### WHAT YOU HAVE TO DO
Look below for the line that has "pub fn rename(shell: &mut". Set down the lines from there through the line that has "let new = cmd.next_arg()?;", exactly as written.

Items listed in a dataset
______
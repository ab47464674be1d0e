// Commands that change the music library on disk or where it is read from.

use super::Command;
use crate::config::expand_home;
use crate::error::{ShellError, ShellResult};
use crate::library::{self, stem, CatalogKind};
use crate::shell::Shell;
use std::fs;
use std::path::Path;
use tracing::info;

/// `rename old new [old new ...]`. Each pair is handled on its own.
pub fn rename(shell: &mut Shell, cmd: &mut Command) -> ShellResult<()> {
    if cmd.arg_count() == 0 || cmd.arg_count() % 2 != 0 {
        return Err(ShellError::Usage("rename"));
    }
    while cmd.has_args() {
        let old = cmd.next_arg()?;
        let new = cmd.next_arg()?;
        if let Err(err) = rename_song(shell, &old, &new) {
            shell.report(err);
        }
    }
    Ok(())
}

fn rename_song(shell: &mut Shell, query: &str, new_stem: &str) -> ShellResult<()> {
    if !valid_stem(new_stem) {
        return Err(ShellError::InvalidName(new_stem.to_string()));
    }
    let (dir, old) = {
        let catalog = shell.catalog();
        (catalog.music_dir.clone(), catalog.resolve_song(query)?)
    };
    let new = match Path::new(&old).extension().and_then(|e| e.to_str()) {
        Some(ext) => format!("{}.{}", new_stem, ext),
        None => new_stem.to_string(),
    };
    if new == old {
        return Ok(());
    }

    let target = dir.join(&new);
    if target.exists() {
        return Err(ShellError::TargetExists(target));
    }
    fs::rename(dir.join(&old), &target)?;

    shell.durations.rename(&old, &new);
    shell.player.rename_track(&old, &new);
    let rewritten = shell.playlist_store().rewrite_all(|tracks| {
        let mut changed = false;
        for track in tracks.iter_mut().filter(|t| **t == old) {
            *track = new.clone();
            changed = true;
        }
        changed
    })?;
    library::write(&shell.catalog).refresh(CatalogKind::Songs);

    info!("Renamed {} to {} ({} playlists updated)", old, new, rewritten);
    shell.say(format!("Renamed {} to {}.", stem(&old), stem(&new)));
    Ok(())
}

// a bare file name: renames never leave the music directory
fn valid_stem(stem: &str) -> bool {
    !stem.trim().is_empty()
        && stem != "."
        && stem != ".."
        && !stem.contains(['/', '\\'])
        && !stem.contains(std::path::MAIN_SEPARATOR)
}

pub fn delete(shell: &mut Shell, cmd: &mut Command) -> ShellResult<()> {
    let mut queries = vec![cmd.next_arg()?];
    queries.extend(cmd.remaining());
    for query in queries {
        if let Err(err) = delete_song(shell, &query) {
            shell.report(err);
        }
    }
    Ok(())
}

fn delete_song(shell: &mut Shell, query: &str) -> ShellResult<()> {
    let (dir, song) = {
        let catalog = shell.catalog();
        (catalog.music_dir.clone(), catalog.resolve_song(query)?)
    };
    fs::remove_file(dir.join(&song))?;

    shell.durations.remove(&song);
    shell.player.forget_track(&song);
    let rewritten = shell.playlist_store().rewrite_all(|tracks| {
        let before = tracks.len();
        tracks.retain(|t| *t != song);
        tracks.len() != before
    })?;
    library::write(&shell.catalog).refresh(CatalogKind::Songs);

    info!("Deleted {} ({} playlists updated)", song, rewritten);
    shell.say(format!("Deleted {}.", stem(&song)));
    Ok(())
}

pub fn set_music(shell: &mut Shell, cmd: &mut Command) -> ShellResult<()> {
    set_dir(shell, cmd, CatalogKind::Songs, "set-music")
}

pub fn set_playlist(shell: &mut Shell, cmd: &mut Command) -> ShellResult<()> {
    set_dir(shell, cmd, CatalogKind::Playlists, "set-playlist")
}

fn set_dir(
    shell: &mut Shell,
    cmd: &mut Command,
    kind: CatalogKind,
    usage: &'static str,
) -> ShellResult<()> {
    let label = match kind {
        CatalogKind::Songs => "Music",
        CatalogKind::Playlists => "Playlist",
        CatalogKind::Scripts => "Script",
    };
    match cmd.arg_count() {
        0 => {
            let dir = shell.catalog().dir(kind).display().to_string();
            shell.say(format!("{} directory: {}", label, dir));
            Ok(())
        }
        1 => {
            let dir = expand_home(&cmd.next_arg()?);
            library::write(&shell.catalog).set_dir(kind, dir.clone())?;
            info!("{} directory set to {}", label, dir.display());
            shell.say(format!("{} directory set to {}.", label, dir.display()));
            Ok(())
        }
        _ => Err(ShellError::Usage(usage)),
    }
}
______
### TASK SOLUTION
pub fn rename(shell: &mut Shell, cmd: &mut Command) -> ShellResult<()> {
    if cmd.arg_count() == 0 || cmd.arg_count() % 2 != 0 {
        return Err(ShellError::Usage("rename"));
    }
    while cmd.has_args() {
        let old = cmd.next_arg()?;
        let new = cmd.next_arg()?;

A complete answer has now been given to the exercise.